IV. Confidentiality of stored information and information exchange.
V. Authentication and provenance.
VI. The technological capability to exercise fine-grained control over the flow of information in and through systems.
VII. Security in using computing directly or indirectly in important applications, including financial, health care, and electoral transactions and real-time remote control of devices that interact with physical processes.
VIII. The ability to access any source of information (e.g., e-mail, Web page, file) safely.
IX. Awareness of what security is actually being delivered by a system or component.
X. Justice for security problems caused by another party...

A different way of thinking about cybersecurity will be necessary regarding the ways in which secure systems are designed, developed, procured, operated, and used. In the long run, this different way of thinking will entail new directions in education, training, development practice, operational practice, oversight, liability laws, government regulation, and so on...

The nation is a long way from meeting this goal. The first reason is that much about cybersecurity technologies is known but not put into practice...

The second reason is that even assuming that all that is known today were to be immediately put into practice, the resulting cybersecurity posture ... would still be inadequate against today's threat, let alone tomorrow's. Closing this gap—a gap of knowledge—will require both traditional and unorthodox approaches to research...

Cybersecurity will be a continuing issue: threats evolve (both on their own and as defenses against them are discovered), and new vulnerabilities often emerge as innovation changes underlying system architectures, implementation, or basic assumptions...

IMPORTANT CATEGORIES OF RESEARCH FOCUS

1. Blocking and limiting the impact of compromise...

2. Enabling accountability...

3. Promoting deployment...

4. Deterring would-be attackers...

5. Crosscutting problem-focused research...

6. Speculative research...

WHY HAS CYBERSECURITY ACTION TAKEN TO DATE BEEN INSUFFICIENT?

The cybersecurity threat is ominous. Moreover, as one of the most IT-dependent nations in the world, the United States has much to lose from the materialization of this threat. But this committee is not the first committee—and this report is not the first report—to make this claim. After more than 15 years of reports pointing to an ominous threat, and in fact 15+ years in which the threat has objectively grown, why is there not a national sense of urgency about cybersecurity? Why has action not been taken to close the gap between the nation's cybersecurity posture and the cyberthreat?

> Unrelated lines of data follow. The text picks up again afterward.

use clap::{Parser, ValueEnum};
use std::path::PathBuf;

#[derive(Parser, Debug)]
#[command(name = "gitdown", version)]
#[command(
    about = "Download a GitHub repository's default branch and set it up locally",
    long_about = None
)]
pub struct Cli {
    /// GitHub user or organization (e.g. acme)
    #[arg(long, visible_alias = "user", alias = "gitdown")]
    pub owner: String,

    /// Repository name (e.g. widget)
    #[arg(long)]
    pub repo: String,

    /// Root folder repositories are extracted under (defaults to your Downloads folder)
    #[arg(long, value_name = "DIR")]
    pub downloads_dir: Option<PathBuf>,

    /// Folder the zip is saved in before extraction (defaults to the current directory)
    #[arg(long, value_name = "DIR")]
    pub archive_dir: Option<PathBuf>,

    /// Skip installing dependencies after extraction
    #[arg(long)]
    pub no_install: bool,

    /// Network timeout in seconds
    #[arg(long, value_name = "SECS")]
    pub timeout: Option<u64>,

    /// Output style
    #[arg(long, value_enum, default_value_t = OutputFormat::Human)]
    pub format: OutputFormat,

    /// Read settings from this file instead of the default location
    #[arg(long, value_name = "FILE")]
    pub config: Option<PathBuf>,

    /// Show debug logs
    #[arg(short, long)]
    pub verbose: bool,
}

#[derive(Copy, Clone, Debug, PartialEq, Eq, ValueEnum)]
pub enum OutputFormat {
    /// Colored status lines and progress bars
    Human,
    /// One JSON event per line on stdout
    Json,
}
pub mod cli;
pub mod config;
pub mod error;
pub mod events;
pub mod extract;
pub mod fetch;
pub mod github;
pub mod installer;
pub mod layout;
pub mod logger;
pub mod pipeline;
pub mod progress;
pub mod repo;
pub mod sensor;

pub use error::{ExtractError, FetchError, InstallError};
pub use pipeline::{Pipeline, PipelineReport};
pub use repo::RepoRef;
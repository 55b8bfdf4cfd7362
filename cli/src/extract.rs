use crate::error::ExtractError;
use crate::events::{EventSink, PipelineEvent, Stage};
use crate::fetch::FetchResult;
use std::fs::{self, File};
use std::io;
use std::path::{Path, PathBuf};

#[derive(Debug, Clone, PartialEq, Eq)]
pub struct ExtractReport {
    pub destination: PathBuf,
    pub entries: usize,
}

/// Unpacks the fetched archive into `destination`, then deletes the archive.
///
/// Entries keep their relative paths inside the archive. Existing files in
/// `destination` are overwritten but never removed. Entries that would land
/// outside `destination` abort the extraction; whatever was written before the
/// failure stays, and so does the archive.
pub fn extract_archive(
    fetched: &FetchResult,
    destination: &Path,
    sink: &dyn EventSink,
) -> Result<ExtractReport, ExtractError> {
    let io_err = |path: &Path, source: io::Error| ExtractError::Io {
        path: path.to_path_buf(),
        source,
    };
    let zip_err = |source: zip::result::ZipError| ExtractError::Archive {
        path: fetched.archive_path.clone(),
        source,
    };

    fs::create_dir_all(destination).map_err(|e| io_err(destination, e))?;

    let file = File::open(&fetched.archive_path).map_err(|e| io_err(&fetched.archive_path, e))?;
    let mut archive = zip::ZipArchive::new(file).map_err(zip_err)?;
    let total = archive.len();
    log::debug!(
        "extracting {} entries from {} into {}",
        total,
        fetched.archive_path.display(),
        destination.display()
    );

    for i in 0..total {
        let mut entry = archive.by_index(i).map_err(zip_err)?;
        let relative = entry
            .enclosed_name()
            .ok_or_else(|| ExtractError::UnsafeEntry(entry.name().to_string()))?;
        let out_path = destination.join(&relative);

        if entry.is_dir() {
            fs::create_dir_all(&out_path).map_err(|e| io_err(&out_path, e))?;
        } else {
            if let Some(parent) = out_path.parent() {
                fs::create_dir_all(parent).map_err(|e| io_err(parent, e))?;
            }
            let mut out = File::create(&out_path).map_err(|e| io_err(&out_path, e))?;
            io::copy(&mut entry, &mut out).map_err(|e| io_err(&out_path, e))?;
        }

        #[cfg(unix)]
        {
            use std::os::unix::fs::PermissionsExt;
            if let Some(mode) = entry.unix_mode() {
                fs::set_permissions(&out_path, fs::Permissions::from_mode(mode))
                    .map_err(|e| io_err(&out_path, e))?;
            }
        }

        sink.emit(PipelineEvent::Progress {
            stage: Stage::Extract,
            done: (i + 1) as u64,
            total: Some(total as u64),
        });
    }

    drop(archive);
    fs::remove_file(&fetched.archive_path).map_err(|e| io_err(&fetched.archive_path, e))?;

    sink.emit(PipelineEvent::Extracted {
        destination: destination.to_path_buf(),
        entries: total,
    });

    Ok(ExtractReport {
        destination: destination.to_path_buf(),
        entries: total,
    })
}
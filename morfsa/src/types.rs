//! Identifiers for states and arcs.
//!
//! Both are byte offsets into the buffer backing an automaton. They are only
//! meaningful for the automaton that produced them and are compared by
//! identity, never by content.
use std::fmt::Display;

use serde::{Deserialize, Serialize};

/// A state (node) of an automaton, addressed by its byte offset.
#[derive(Clone, Copy, Debug, Serialize, Deserialize, PartialEq, Eq, PartialOrd, Ord, Hash)]
#[repr(transparent)]
#[serde(transparent)]
pub struct NodeIndex(pub(crate) u32);

impl NodeIndex {
    /// The offset of this state in its automaton's buffer.
    #[inline(always)]
    pub fn offset(self) -> u32 {
        self.0
    }

    #[inline(always)]
    pub(crate) fn as_usize(self) -> usize {
        self.0 as usize
    }
}

impl Display for NodeIndex {
    fn fmt(&self, f: &mut std::fmt::Formatter<'_>) -> std::fmt::Result {
        write!(f, "{}", self.0)
    }
}

/// An arc (transition) of an automaton, addressed by its byte offset.
#[derive(Clone, Copy, Debug, Serialize, Deserialize, PartialEq, Eq, PartialOrd, Ord, Hash)]
#[repr(transparent)]
#[serde(transparent)]
pub struct ArcIndex(pub(crate) u32);

impl ArcIndex {
    /// The offset of this arc in its automaton's buffer.
    #[inline(always)]
    pub fn offset(self) -> u32 {
        self.0
    }

    #[inline(always)]
    pub(crate) fn as_usize(self) -> usize {
        self.0 as usize
    }
}

impl Display for ArcIndex {
    fn fmt(&self, f: &mut std::fmt::Formatter<'_>) -> std::fmt::Result {
        write!(f, "{}", self.0)
    }
}
//! Variable-length integers.
//!
//! Seven bits per byte, least significant group first. Every byte except
//! the last has its high bit set.
use crate::fsa::FsaError;
use crate::serialize::SerializeError;

/// The largest value that can be stored as a node count or offset.
pub const MAX_VINT_VALUE: i64 = u32::MAX as i64;

/// Upper bound on the encoded size of a value.
pub const MAX_VINT_LENGTH: usize = 5;

const CONTINUATION: u8 = 0x80;
const PAYLOAD: u8 = 0x7f;

fn check(value: i64) -> Result<u32, SerializeError> {
    if !(0..=MAX_VINT_VALUE).contains(&value) {
        return Err(SerializeError::EncodingOverflow(format!(
            "cannot v-code {}, value must be within 0..={}",
            value, MAX_VINT_VALUE
        )));
    }
    Ok(value as u32)
}

/// Append the encoding of `value` to `out`, returning the number of bytes written.
pub fn encode(value: i64, out: &mut Vec<u8>) -> Result<usize, SerializeError> {
    let mut value = check(value)?;
    let start = out.len();
    while value > u32::from(PAYLOAD) {
        out.push(CONTINUATION | (value as u8 & PAYLOAD));
        value >>= 7;
    }
    out.push(value as u8);
    Ok(out.len() - start)
}

/// Number of bytes `value` occupies once encoded.
pub fn encoded_len(value: i64) -> Result<usize, SerializeError> {
    let mut value = check(value)?;
    let mut len = 1;
    while value > u32::from(PAYLOAD) {
        value >>= 7;
        len += 1;
    }
    Ok(len)
}

/// Decode the value starting at `pos`, returning it with its encoded length.
pub fn decode(buf: &[u8], pos: usize) -> Result<(u32, usize), FsaError> {
    let mut value: u64 = 0;
    let mut shift = 0;
    let mut len = 0;
    loop {
        let b = *buf.get(pos + len).ok_or(FsaError::TruncatedStream)?;
        len += 1;
        value |= u64::from(b & PAYLOAD) << shift;
        if b & CONTINUATION == 0 {
            break;
        }
        shift += 7;
        if len == MAX_VINT_LENGTH {
            return Err(FsaError::MalformedStream(format!(
                "v-coded integer at {} is longer than {} bytes",
                pos, MAX_VINT_LENGTH
            )));
        }
    }
    if value > u64::from(u32::MAX) {
        return Err(FsaError::MalformedStream(format!(
            "v-coded integer at {} does not fit in 32 bits",
            pos
        )));
    }
    Ok((value as u32, len))
}

/// Decode without validation. The caller guarantees a well-formed buffer.
#[inline]
pub(crate) fn read(buf: &[u8], mut pos: usize) -> u32 {
    let mut b = buf[pos];
    let mut value = u32::from(b & PAYLOAD);
    let mut shift = 7;
    while b & CONTINUATION != 0 {
        pos += 1;
        b = buf[pos];
        value |= u32::from(b & PAYLOAD) << shift;
        shift += 7;
    }
    value
}

/// Position just past the value starting at `pos`.
#[inline]
pub(crate) fn skip(buf: &[u8], mut pos: usize) -> usize {
    while buf[pos] & CONTINUATION != 0 {
        pos += 1;
    }
    pos + 1
}

#[cfg(test)]
mod tests {
    use super::*;

    #[test]
    fn round_trip() {
        let values = [
            0i64,
            1,
            0x7f,
            0x80,
            0x3fff,
            0x4000,
            1_000_000,
            i64::from(i32::MAX),
            MAX_VINT_VALUE,
        ];
        for &v in values.iter() {
            let mut buf = vec![0xaa];
            let n = encode(v, &mut buf).unwrap();
            assert_eq!(n, buf.len() - 1);
            assert_eq!(n, encoded_len(v).unwrap());
            assert_eq!(decode(&buf, 1).unwrap(), (v as u32, n));
            assert_eq!(read(&buf, 1), v as u32);
            assert_eq!(skip(&buf, 1), buf.len());
        }
    }

    #[test]
    fn known_encodings() {
        let mut buf = vec![];
        encode(0, &mut buf).unwrap();
        encode(0x80, &mut buf).unwrap();
        encode(300, &mut buf).unwrap();
        assert_eq!(buf, vec![0x00, 0x80, 0x01, 0xac, 0x02]);
        assert_eq!(encoded_len(MAX_VINT_VALUE).unwrap(), MAX_VINT_LENGTH);
    }

    #[test]
    fn negative_overflows() {
        let mut buf = vec![];
        assert!(matches!(
            encode(-1, &mut buf),
            Err(SerializeError::EncodingOverflow(_))
        ));
        assert!(buf.is_empty());
        assert!(matches!(
            encoded_len(MAX_VINT_VALUE + 1),
            Err(SerializeError::EncodingOverflow(_))
        ));
    }

    #[test]
    fn truncated() {
        assert!(matches!(decode(&[0x80, 0x80], 0), Err(FsaError::TruncatedStream)));
        assert!(matches!(decode(&[], 0), Err(FsaError::TruncatedStream)));
    }

    #[test]
    fn too_long() {
        assert!(matches!(
            decode(&[0xff, 0xff, 0xff, 0xff, 0xff, 0x01], 0),
            Err(FsaError::MalformedStream(_))
        ));
        assert!(matches!(
            decode(&[0xff, 0xff, 0xff, 0xff, 0x7f], 0),
            Err(FsaError::MalformedStream(_))
        ));
    }
}
//! Byte storage backing the automaton readers.
//!
//! Readers are generic over where their bytes live: an owned buffer, a
//! borrowed slice or a memory-mapped file all work the same way.

use byteorder::{BigEndian, ByteOrder, LittleEndian};

/// Random access reads over a byte buffer.
///
/// Implemented for every `AsRef<[u8]>`, which covers `Vec<u8>`, `&[u8]`,
/// `Box<[u8]>` and [`memmap2::Mmap`].
pub trait Memory {
    /// The whole buffer.
    fn bytes(&self) -> &[u8];

    /// Read a single byte at the given offset.
    #[inline(always)]
    fn read_u8_at(&self, offset: usize) -> u8 {
        self.bytes()[offset]
    }

    /// Read a big-endian u16 at the given offset.
    #[inline(always)]
    fn read_u16_be_at(&self, offset: usize) -> u16 {
        BigEndian::read_u16(&self.bytes()[offset..offset + 2])
    }

    /// Read a big-endian u32 at the given offset.
    #[inline(always)]
    fn read_u32_be_at(&self, offset: usize) -> u32 {
        BigEndian::read_u32(&self.bytes()[offset..offset + 4])
    }

    /// Read a little-endian unsigned integer of `width` bytes (1 to 8).
    #[inline(always)]
    fn read_uint_le_at(&self, offset: usize, width: usize) -> u64 {
        LittleEndian::read_uint(&self.bytes()[offset..offset + width], width)
    }

    /// Total length in bytes.
    #[inline(always)]
    fn len(&self) -> usize {
        self.bytes().len()
    }

    /// Whether the buffer holds no bytes at all.
    #[inline(always)]
    fn is_empty(&self) -> bool {
        self.bytes().is_empty()
    }
}

impl<T: AsRef<[u8]>> Memory for T {
    #[inline(always)]
    fn bytes(&self) -> &[u8] {
        self.as_ref()
    }
}

#[cfg(test)]
mod tests {
    use super::*;

    #[test]
    fn reads() {
        let buf = vec![0x01u8, 0x02, 0x03, 0x04, 0x05];
        assert_eq!(buf.read_u8_at(4), 5);
        assert_eq!(buf.read_u16_be_at(0), 0x0102);
        assert_eq!(buf.read_u32_be_at(1), 0x0203_0405);
        assert_eq!(buf.read_uint_le_at(0, 3), 0x0003_0201);
        assert_eq!(Memory::len(&buf.as_slice()), 5);
    }
}
//! Reader for the fixed goto-length (FSA5) layout.
//!
//! After the common header come three bytes: the filler byte, the
//! annotation separator and `(node_data_length << 4) | goto_length`. The
//! body starts with a dummy node at address 0 (the terminal sink) and the
//! epsilon node whose only arc leads to the root.
//!
//! A node is `node_data_length` bytes of little-endian right-language count
//! followed by its arcs. An arc is its label and `goto_length` little-endian
//! bytes holding `(target << 3) | flags`, or the label and a single flags
//! byte if the target is the node right after this arc's node.
use crate::constants::{
    FSA5_BIT_FINAL, FSA5_BIT_LAST, FSA5_BIT_TARGET_NEXT, FSA5_FLAG_BITS, FSA5_MAX_GOTO_LENGTH,
    FSA5_VERSION, HEADER_SIZE,
};
use crate::fsa::{Fsa, FsaError, FsaFlag, FsaFlags, FsaHeader};
use crate::memory::Memory;
use crate::types::{ArcIndex, NodeIndex};

const ADDRESS_OFFSET: usize = 1;
const BODY_OFFSET: usize = HEADER_SIZE + 3;

/// An FSA5 automaton over a byte buffer.
#[derive(Debug)]
pub struct Fsa5<M: Memory> {
    memory: M,
    filler: u8,
    annotation: u8,
    node_data_length: usize,
    goto_length: usize,
    flags: FsaFlags,
}

impl<M: Memory> Fsa5<M> {
    /// Parse the header and wrap the buffer. The body is read lazily.
    pub fn from_memory(memory: M) -> Result<Fsa5<M>, FsaError> {
        let header = FsaHeader::parse(memory.bytes())?;
        if header.version() != FSA5_VERSION {
            return Err(FsaError::UnsupportedVersion(header.version()));
        }
        if memory.len() < BODY_OFFSET {
            return Err(FsaError::TruncatedStream);
        }

        let filler = memory.read_u8_at(HEADER_SIZE);
        let annotation = memory.read_u8_at(HEADER_SIZE + 1);
        let packed = memory.read_u8_at(HEADER_SIZE + 2);
        let node_data_length = usize::from(packed >> 4);
        let goto_length = usize::from(packed & 0x0f);

        if goto_length == 0 || goto_length > FSA5_MAX_GOTO_LENGTH {
            return Err(FsaError::MalformedStream(format!(
                "goto length {} is outside 1..={}",
                goto_length, FSA5_MAX_GOTO_LENGTH
            )));
        }
        if node_data_length > std::mem::size_of::<u32>() {
            return Err(FsaError::MalformedStream(format!(
                "node data length {} does not fit a 32-bit count",
                node_data_length
            )));
        }

        let mut flags = FsaFlags::of(&[FsaFlag::Flexible, FsaFlag::StopBit, FsaFlag::NextBit]);
        if node_data_length > 0 {
            flags.insert(FsaFlag::Numbers);
        }

        let fsa = Fsa5 {
            memory,
            filler,
            annotation,
            node_data_length,
            goto_length,
            flags,
        };

        // The dummy and epsilon nodes must be complete.
        let epsilon_arc = fsa.epsilon_node() + node_data_length;
        let needed = epsilon_arc + 1 + ADDRESS_OFFSET;
        if fsa.memory.len() < BODY_OFFSET + needed {
            return Err(FsaError::TruncatedStream);
        }
        if fsa.memory.len() < BODY_OFFSET + fsa.skip_arc(epsilon_arc) {
            return Err(FsaError::TruncatedStream);
        }

        log::debug!(
            "FSA5: goto length {}, node data length {}, {} bytes",
            goto_length,
            node_data_length,
            fsa.memory.len()
        );
        Ok(fsa)
    }

    /// The filler byte declared in the header.
    pub fn filler(&self) -> u8 {
        self.filler
    }

    /// The annotation separator declared in the header.
    pub fn annotation_separator(&self) -> u8 {
        self.annotation
    }

    /// Bytes used by every arc's address field.
    pub fn goto_length(&self) -> usize {
        self.goto_length
    }

    /// Bytes of right-language count in front of every node, 0 if absent.
    pub fn node_data_length(&self) -> usize {
        self.node_data_length
    }

    /// Size of the serialized automaton in bytes, header included.
    pub fn byte_len(&self) -> usize {
        self.memory.len()
    }

    #[inline(always)]
    fn byte(&self, pos: usize) -> u8 {
        self.memory.read_u8_at(BODY_OFFSET + pos)
    }

    #[inline(always)]
    fn epsilon_node(&self) -> usize {
        // skip the dummy node
        self.node_data_length + 1 + self.goto_length
    }

    #[inline(always)]
    fn is_next_set(&self, arc: usize) -> bool {
        self.byte(arc + ADDRESS_OFFSET) & FSA5_BIT_TARGET_NEXT != 0
    }

    #[inline(always)]
    fn skip_arc(&self, arc: usize) -> usize {
        if self.is_next_set(arc) {
            arc + 1 + 1
        } else {
            arc + 1 + self.goto_length
        }
    }

    #[inline(always)]
    fn destination(&self, arc: usize) -> u32 {
        if self.is_next_set(arc) {
            // only ever set on a last arc, so the next node starts right after it
            self.skip_arc(arc) as u32
        } else {
            let combined = self
                .memory
                .read_uint_le_at(BODY_OFFSET + arc + ADDRESS_OFFSET, self.goto_length);
            (combined >> FSA5_FLAG_BITS) as u32
        }
    }
}

impl<M: Memory> Fsa for Fsa5<M> {
    fn root_node(&self) -> Option<NodeIndex> {
        let epsilon = NodeIndex(self.epsilon_node() as u32);
        self.first_arc(epsilon).and_then(|arc| self.end_node(arc))
    }

    #[inline(always)]
    fn first_arc(&self, node: NodeIndex) -> Option<ArcIndex> {
        Some(ArcIndex((node.as_usize() + self.node_data_length) as u32))
    }

    #[inline(always)]
    fn next_arc(&self, arc: ArcIndex) -> Option<ArcIndex> {
        if self.byte(arc.as_usize() + ADDRESS_OFFSET) & FSA5_BIT_LAST != 0 {
            None
        } else {
            Some(ArcIndex(self.skip_arc(arc.as_usize()) as u32))
        }
    }

    #[inline(always)]
    fn arc_label(&self, arc: ArcIndex) -> u8 {
        self.byte(arc.as_usize())
    }

    #[inline(always)]
    fn is_arc_final(&self, arc: ArcIndex) -> bool {
        self.byte(arc.as_usize() + ADDRESS_OFFSET) & FSA5_BIT_FINAL != 0
    }

    #[inline(always)]
    fn end_node(&self, arc: ArcIndex) -> Option<NodeIndex> {
        match self.destination(arc.as_usize()) {
            0 => None,
            offset => Some(NodeIndex(offset)),
        }
    }

    fn flags(&self) -> FsaFlags {
        self.flags
    }

    fn right_language_count(&self, node: NodeIndex) -> Option<u32> {
        if self.node_data_length == 0 {
            return None;
        }
        let count = self
            .memory
            .read_uint_le_at(BODY_OFFSET + node.as_usize(), self.node_data_length);
        Some(count as u32)
    }
}
/*! Minimal acyclic finite-state automata over byte strings.

Compiles a strictly sorted set of byte sequences (word forms, tags, word
lists) into a minimal deterministic acyclic automaton and serializes it into
one of two compact binary layouts:

- [`FSA5`](serialize::Fsa5Serializer): fixed goto-length arcs, fast to
  decode.
- [`CFSA2`](serialize::Cfsa2Serializer): label-indexed, v-int coded arcs
  with an optimized node layout, smaller but slower to write.

Both layouts can optionally store the right-language count of every state,
which turns the automaton into a perfect hash of its language
(see [`matching::perfect_hash`]).

# Usage examples

```
use morfsa::builder::FsaBuilder;
use morfsa::fsa::{self, Fsa};
use morfsa::serialize::{Cfsa2Serializer, FsaSerializer};

let automaton = FsaBuilder::build(["a", "ab", "abc", "b"]).unwrap();
let bytes = Cfsa2Serializer::new()
    .with_numbers()
    .serialize_to_vec(&automaton)
    .unwrap();

let reader = fsa::read(bytes).unwrap();
let words: Vec<Vec<u8>> = reader.sequences().collect();
assert_eq!(words, vec![b"a".to_vec(), b"ab".to_vec(), b"abc".to_vec(), b"b".to_vec()]);
```
*/

#![warn(missing_docs)]
pub mod builder;
pub mod compare;
pub mod dot;
pub mod fsa;
pub mod matching;
pub mod memory;
pub mod serialize;
pub mod traversal;
pub mod vint;

pub(crate) mod constants;
pub mod types;

pub use self::builder::{BuildError, FsaBuilder};
pub use self::fsa::{AnyFsa, Fsa, FsaError, FsaFlag, FsaFlags};
pub use self::serialize::{Cfsa2Serializer, Fsa5Serializer, FsaSerializer, SerializeError};
pub use self::types::{ArcIndex, NodeIndex};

The lack of adequate action in the cybersecurity space can be largely explained by three factors:

• Past reports have not provided the sufficiently compelling information needed to make the case for dramatic and urgent action...
• Even with the relevant information in hand, decision makers discount future possibilites so much that they do not see the need for present-day action. That being the case, nothing short of a highly visible and perhaps ongoing cyber-disaster will motivate actions...
• The costs of inaction are not borne by the relevant decision makers...

These factors suggest the need for putting into place mechanisms that change the calculus used to make decisions about cybersecurity...

PRIORITIES FOR ACTION TODAY

• Create a sense of urgency about the cybersecurity problem...
• Support a robust and sustained research agenda at levels which ensure that a large fraction of good ideas for cybersecurity research can be explored...
• Establish a mechanisms for continuing follow-up on a research agenda...
• Support research infrastructure...
• Sustain and grow the human resource base...

Most of these points will strike security researchers as self-evident. But they are apparently not evident to the nation's decision makers. Hopefully, this well-written high-profile report by a distinguished committee (Sy Goodman, Joel Birnbaum, David Aucsmith, Steve Bellovin, Anjan Bose, Barbara Fraser, James Gosler, William Guttman, Ruby Lee, Fred Luiz, Teresa Lunt, Peter Neumann, Stefa Savage, Bill Scherlis, Fred Schneider, Alfred Spector, John Wankmueller, and Jay Warrior) will have some success in getting these messages to those outside the security community.